My hope is that by sharing these, grieving parents will feel understood. Our family math is now ten minus four. What is yours?

This was originally written in October of 2013.


I always wanted four kids.

For as long as I can remember, that just seemed like the ideal number to me.  No one would be left out.  No two against one.  It was a big family without being too big.

But I didn’t meet my husband until I was 31.  I had no idea whether we’d actually be able to have the four children I’d idealized, but we gave it the old college try.  In the fall of 2010, we had three young boys at home, 4, 2, and 10 months.  We were thrilled by our family size and the joy that our boys brought us, but we needed a breather.  They’d come so close together that we intended to wait a year or two before maybe trying for a fourth.

And that November, just a few months before our baby boy turned one, I was late.

I remember shaking as I saw the lines appear on the pregnancy test.  I was charting my temperatures and so careful about my dates.  I couldn’t understand how it had happened.  But there it was.

Positive.

A few weeks later, I was washing in the shower and thought that my stomach felt a little larger than it usually did by seven weeks.  I knew it was twins.  I don’t know how I knew, but I knew.  And I’m glad I did, because otherwise, I might have rolled off the table in the ultrasound room when the picture on the screen confirmed it.  I was excited and overwhelmed and anxious, but mostly, I was giddy at the prospect of bringing two more babies home to our wild, wonderful family.

FIVE!  We were going to have five children under five.  We were going to need five car seats.  We were going to need a new car.  Two more stockings would hang on our railing the next Christmas.
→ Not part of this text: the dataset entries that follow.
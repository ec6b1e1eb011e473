//! Architecture detection and configuration utilities
//!
//! This module provides cross-architecture support for QEMU invocation and
//! installer-media conventions, avoiding hardcoded architecture assumptions.

use color_eyre::Result;

/// Architecture configuration for QEMU and installer media
#[derive(Debug, Clone)]
pub struct ArchConfig {
    /// Architecture string (e.g., "x86_64", "aarch64")
    pub arch: &'static str,
    /// QEMU machine type options, without the accel= part
    pub machine: &'static str,
    /// QEMU system emulator binary
    pub emulator: &'static str,
    /// Firmware image required to boot, if any
    pub firmware: Option<&'static str>,
    /// Serial console device the installer should log to
    pub console: &'static str,
    /// Volume label used for the remastered installer ISO
    pub iso_label: &'static str,
}

impl ArchConfig {
    /// Detect host architecture and return appropriate configuration
    pub fn detect() -> Result<Self> {
        Self::from_name(std::env::consts::ARCH)
    }

    /// Look up the configuration for a named architecture
    pub fn from_name(arch: &str) -> Result<Self> {
        match arch {
            "x86_64" => Ok(Self {
                arch: "x86_64",
                machine: "q35",
                emulator: "qemu-system-x86_64",
                firmware: None,
                console: "ttyS0",
                iso_label: "RHEL-10-X86_64",
            }),
            // highmem=on and gic-version=3 for compatibility with large RAM
            "aarch64" => Ok(Self {
                arch: "aarch64",
                machine: "virt,highmem=on,gic-version=3",
                emulator: "qemu-system-aarch64",
                firmware: Some("/usr/share/AAVMF/AAVMF_CODE.fd"),
                console: "ttyAMA0",
                iso_label: "RHEL-10-AARCH64",
            }),
            unsupported => Err(color_eyre::eyre::eyre!(
                "Unsupported architecture: {}. Supported architectures: x86_64, aarch64",
                unsupported
            )),
        }
    }

    /// Build the full -machine argument including the accelerator
    pub fn machine_arg(&self, accel: &str) -> String {
        // The machine type string may already carry options; accel is appended
        // after the base type for both q35 and virt.
        let (base, rest) = match self.machine.split_once(',') {
            Some((base, rest)) => (base, Some(rest)),
            None => (self.machine, None),
        };
        match rest {
            Some(rest) => format!("{base},accel={accel},{rest}"),
            None => format!("{base},accel={accel}"),
        }
    }
}

#[cfg(test)]
mod tests {
    use super::*;

    #[test]
    fn test_arch_detection() {
        let arch_config = ArchConfig::detect().unwrap();

        // Should detect the current architecture
        assert_eq!(arch_config.arch, std::env::consts::ARCH);

        // Should have valid configuration
        assert!(!arch_config.machine.is_empty());
        assert!(!arch_config.emulator.is_empty());
        assert!(!arch_config.console.is_empty());
    }

    #[test]
    fn test_from_name() {
        let x86 = ArchConfig::from_name("x86_64").unwrap();
        assert_eq!(x86.emulator, "qemu-system-x86_64");
        assert_eq!(x86.console, "ttyS0");
        assert!(x86.firmware.is_none());

        let arm = ArchConfig::from_name("aarch64").unwrap();
        assert_eq!(arm.emulator, "qemu-system-aarch64");
        assert_eq!(arm.console, "ttyAMA0");
        assert!(arm.firmware.is_some());

        assert!(ArchConfig::from_name("riscv64").is_err());
    }

    #[test]
    fn test_machine_arg() {
        let x86 = ArchConfig::from_name("x86_64").unwrap();
        assert_eq!(x86.machine_arg("kvm"), "q35,accel=kvm");

        let arm = ArchConfig::from_name("aarch64").unwrap();
        assert_eq!(
            arm.machine_arg("tcg"),
            "virt,accel=tcg,highmem=on,gic-version=3"
        );
    }
}
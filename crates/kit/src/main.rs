use std::time::Duration;

use camino::Utf8PathBuf;
use clap::Parser;
use color_eyre::{Report, Result};

mod arch;
mod config;
mod fetch;
mod install;
mod kickstart;
mod pipeline;
mod provision;
mod qemu;
mod remaster;
mod ssh;
mod utils;

/// Unattended RHEL installation in a local QEMU VM.
///
/// ksvk fetches an installer ISO, injects a generated kickstart, boots a VM
/// to perform the install, then boots the installed system and runs a fixed
/// set of provisioning commands over SSH. Intended for CI runners that need
/// a fresh RHEL image and have no pre-built one.
///
/// Configuration comes from an optional config.yaml plus RHEL_* environment
/// variables (ISO source, guest and subscription credentials); the flags
/// below override resource limits and timeouts.
#[derive(Parser, Debug)]
#[clap(version)]
struct Cli {
    /// Path to the YAML configuration file
    #[clap(long, env = "KSVK_CONFIG", default_value = "config.yaml")]
    config: Utf8PathBuf,

    /// Memory for the VM (e.g. "4G", "2048M"; default from config)
    #[clap(long, env = "KSVK_MEMORY")]
    memory: Option<String>,

    /// Number of vCPUs (default from config)
    #[clap(long, env = "KSVK_VCPUS")]
    vcpus: Option<u32>,

    /// Size of the disk image to install to (e.g. "20G"; default from config)
    #[clap(long, env = "KSVK_DISK_SIZE")]
    disk_size: Option<String>,

    /// Path of the qcow2 disk image (default from config)
    #[clap(long, env = "KSVK_DISK")]
    disk: Option<Utf8PathBuf>,

    /// How the kickstart reaches the installer
    #[clap(long, value_enum, default_value_t)]
    ks_media: pipeline::KsMedia,

    /// Hard limit on the install boot, in seconds
    #[clap(long, env = "KSVK_INSTALL_TIMEOUT", default_value_t = 3600)]
    install_timeout: u64,

    /// Seconds after which a still-running install gets its logs snapshotted
    #[clap(long, default_value_t = 1200)]
    hang_snapshot: u64,

    /// SSH reachability budget for the provisioning boot, in seconds
    #[clap(long, env = "KSVK_SSH_TIMEOUT", default_value_t = 300)]
    ssh_timeout: u64,

    /// Disable installer console streaming to the terminal
    #[clap(long)]
    no_console: bool,

    /// Force software emulation (TCG) even when /dev/kvm is available
    #[clap(long, env = "KSVK_NO_KVM")]
    no_kvm: bool,
}

/// Install and configure the tracing/logging system.
///
/// Sets up structured logging with environment-based filtering,
/// error layer integration, and console output formatting.
/// Logs are filtered by RUST_LOG environment variable, defaulting to 'info'.
fn install_tracing() {
    use tracing_error::ErrorLayer;
    use tracing_subscriber::fmt;
    use tracing_subscriber::prelude::*;
    use tracing_subscriber::EnvFilter;

    let fmt_layer = fmt::layer().with_target(false).with_writer(std::io::stderr);
    let filter_layer = EnvFilter::try_from_default_env()
        .or_else(|_| EnvFilter::try_new("info"))
        .unwrap();

    tracing_subscriber::registry()
        .with(filter_layer)
        .with(fmt_layer)
        .with(ErrorLayer::default())
        .init();
}

impl Cli {
    /// Merge file/environment configuration with the CLI overrides
    fn into_pipeline_opts(self) -> Result<pipeline::PipelineOpts> {
        let mut config = config::Config::load(&self.config)?;
        if let Some(memory) = &self.memory {
            config.vm.memory_mb = utils::parse_memory_to_mb(memory)?;
        }
        if let Some(vcpus) = self.vcpus {
            config.vm.vcpus = vcpus;
        }
        if let Some(disk_size) = &self.disk_size {
            config.vm.disk_size = utils::parse_size(disk_size)?;
        }
        if let Some(disk) = self.disk {
            config.vm.disk_path = disk;
        }
        Ok(pipeline::PipelineOpts {
            config,
            ks_media: self.ks_media,
            console: !self.no_console,
            disable_kvm: self.no_kvm,
            install_timeout: Duration::from_secs(self.install_timeout),
            hang_snapshot: Duration::from_secs(self.hang_snapshot),
            ssh_timeout: Duration::from_secs(self.ssh_timeout),
        })
    }
}

/// Main entry point for the ksvk CLI.
///
/// Initializes logging and error handling, then runs the five-step
/// pipeline; any step failure propagates as a non-zero exit status with
/// the failing step named in the error chain.
fn main() -> Result<(), Report> {
    install_tracing();
    color_eyre::install()?;

    let cli = Cli::parse();
    pipeline::run(cli.into_pipeline_opts()?)
}
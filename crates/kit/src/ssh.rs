//! SSH access to the guest
//!
//! All connections go to 127.0.0.1 through the QEMU user-mode port forward.
//! Password authentication is driven through sshpass, matching what the
//! kickstart provisions; host-key checking is disabled since the guest is
//! freshly installed every run.

use std::process::{Command, Stdio};
use std::thread;
use std::time::{Duration, Instant};

use color_eyre::eyre::{eyre, Context};
use color_eyre::Result;
use tracing::debug;

use crate::utils::CommandRunExt;

/// Credentials and forwarded port for one guest
#[derive(Debug, Clone)]
pub struct SshTarget {
    /// Login user
    pub user: String,
    /// Login password
    pub password: String,
    /// Forwarded host port
    pub port: u16,
}

/// SSH connection configuration options
#[derive(Debug, Clone)]
pub struct SshConnectionOptions {
    /// Connection timeout in seconds (default: 10)
    pub connect_timeout: u32,
    /// SSH log level (default: ERROR)
    pub log_level: String,
    /// Additional SSH options as key-value pairs
    pub extra_options: Vec<(String, String)>,
}

impl Default for SshConnectionOptions {
    fn default() -> Self {
        Self {
            connect_timeout: 10,
            log_level: "ERROR".to_string(),
            extra_options: vec![],
        }
    }
}

impl SshConnectionOptions {
    /// Create options suitable for quick connectivity tests (short timeout)
    pub fn for_connectivity_test() -> Self {
        Self {
            connect_timeout: 5,
            log_level: "ERROR".to_string(),
            extra_options: vec![],
        }
    }
}

/// Result of one remote command
#[derive(Debug)]
pub struct RemoteOutput {
    /// Remote exit code; -1 when the connection died on a signal
    pub exit_code: i32,
    /// Captured stdout
    pub stdout: String,
    /// Captured stderr
    pub stderr: String,
}

impl RemoteOutput {
    /// Whether the remote command exited zero
    pub fn success(&self) -> bool {
        self.exit_code == 0
    }
}

fn ssh_command(target: &SshTarget, options: &SshConnectionOptions) -> Command {
    let mut cmd = Command::new("sshpass");
    cmd.args(["-p", &target.password, "ssh"]);
    cmd.args(["-p", &target.port.to_string()]);
    cmd.args(["-o", "PreferredAuthentications=password"]);
    cmd.args(["-o", "PubkeyAuthentication=no"]);
    cmd.args(["-o", "StrictHostKeyChecking=no"]);
    cmd.args(["-o", "UserKnownHostsFile=/dev/null"]);
    cmd.args(["-o", &format!("ConnectTimeout={}", options.connect_timeout)]);
    cmd.args(["-o", &format!("LogLevel={}", options.log_level)]);
    for (key, value) in &options.extra_options {
        cmd.args(["-o", &format!("{key}={value}")]);
    }
    cmd.arg(format!("{}@127.0.0.1", target.user));
    cmd
}

/// Run a command in the guest, capturing output and exit status
pub fn run_remote(
    target: &SshTarget,
    command: &str,
    options: &SshConnectionOptions,
) -> Result<RemoteOutput> {
    let mut cmd = ssh_command(target, options);
    cmd.arg("--").arg(command);
    debug!("+ {}", cmd.to_string_pretty());
    let output = cmd
        .stdin(Stdio::null())
        .output()
        .wrap_err("Failed to execute SSH command")?;
    Ok(RemoteOutput {
        exit_code: output.status.code().unwrap_or(-1),
        stdout: String::from_utf8_lossy(&output.stdout).trim_end().to_string(),
        stderr: String::from_utf8_lossy(&output.stderr).trim_end().to_string(),
    })
}

/// Wait for SSH to be ready by polling connection attempts
///
/// Attempts to connect to the VM via SSH until successful or timeout.
/// A guest that never becomes reachable fails the run here instead of
/// hanging it.
pub fn wait_for_ssh_ready(target: &SshTarget, timeout: Duration, interval: Duration) -> Result<()> {
    debug!(
        "Polling SSH connectivity on port {} (timeout: {}s)...",
        target.port,
        timeout.as_secs()
    );
    let start_time = Instant::now();
    let options = SshConnectionOptions::for_connectivity_test();

    while start_time.elapsed() < timeout {
        // Just run 'true' to test connectivity
        if let Ok(output) = run_remote(target, "true", &options) {
            if output.success() {
                debug!("SSH connection successful, VM is ready");
                return Ok(());
            }
            debug!(
                "SSH not ready yet: {}",
                output.stderr.lines().last().unwrap_or("no output")
            );
        }
        thread::sleep(interval);
    }

    Err(eyre!(
        "Timeout waiting for SSH connectivity after {}s",
        timeout.as_secs()
    ))
}

#[cfg(test)]
mod tests {
    use super::*;

    #[test]
    fn test_ssh_connection_options() {
        let default_opts = SshConnectionOptions::default();
        assert_eq!(default_opts.connect_timeout, 10);
        assert_eq!(default_opts.log_level, "ERROR");
        assert!(default_opts.extra_options.is_empty());

        let test_opts = SshConnectionOptions::for_connectivity_test();
        assert_eq!(test_opts.connect_timeout, 5);
    }

    #[test]
    fn test_ssh_command_shape() {
        let target = SshTarget {
            user: "ci".to_string(),
            password: "pw".to_string(),
            port: 2222,
        };
        let cmd = ssh_command(&target, &SshConnectionOptions::default());
        let rendered = cmd.to_string_pretty();
        assert!(rendered.starts_with("sshpass -p pw ssh -p 2222"));
        assert!(rendered.contains("StrictHostKeyChecking=no"));
        assert!(rendered.ends_with("ci@127.0.0.1"));
    }

    #[test]
    fn test_reachability_times_out() {
        // Port 1 on localhost refuses immediately; the poll loop must give
        // up once the budget is spent rather than spin forever.
        let target = SshTarget {
            user: "root".to_string(),
            password: "pw".to_string(),
            port: 1,
        };
        let start = Instant::now();
        let r = wait_for_ssh_ready(&target, Duration::from_millis(200), Duration::from_millis(50));
        assert!(r.is_err());
        assert!(start.elapsed() < Duration::from_secs(30));
    }
}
We kept saying it over and over again.  Twins?  Twins!  It was just so hard to wrap our minds around the changes two more babies would bring, but we felt blessed.

Then, in March, we got the devastating news that they were dying.  It was the only other ultrasound I had besides that first one at eight weeks, despite my several requests to my doctors that I be monitored for issues – for TTTS specifically, which is what ultimately took them. 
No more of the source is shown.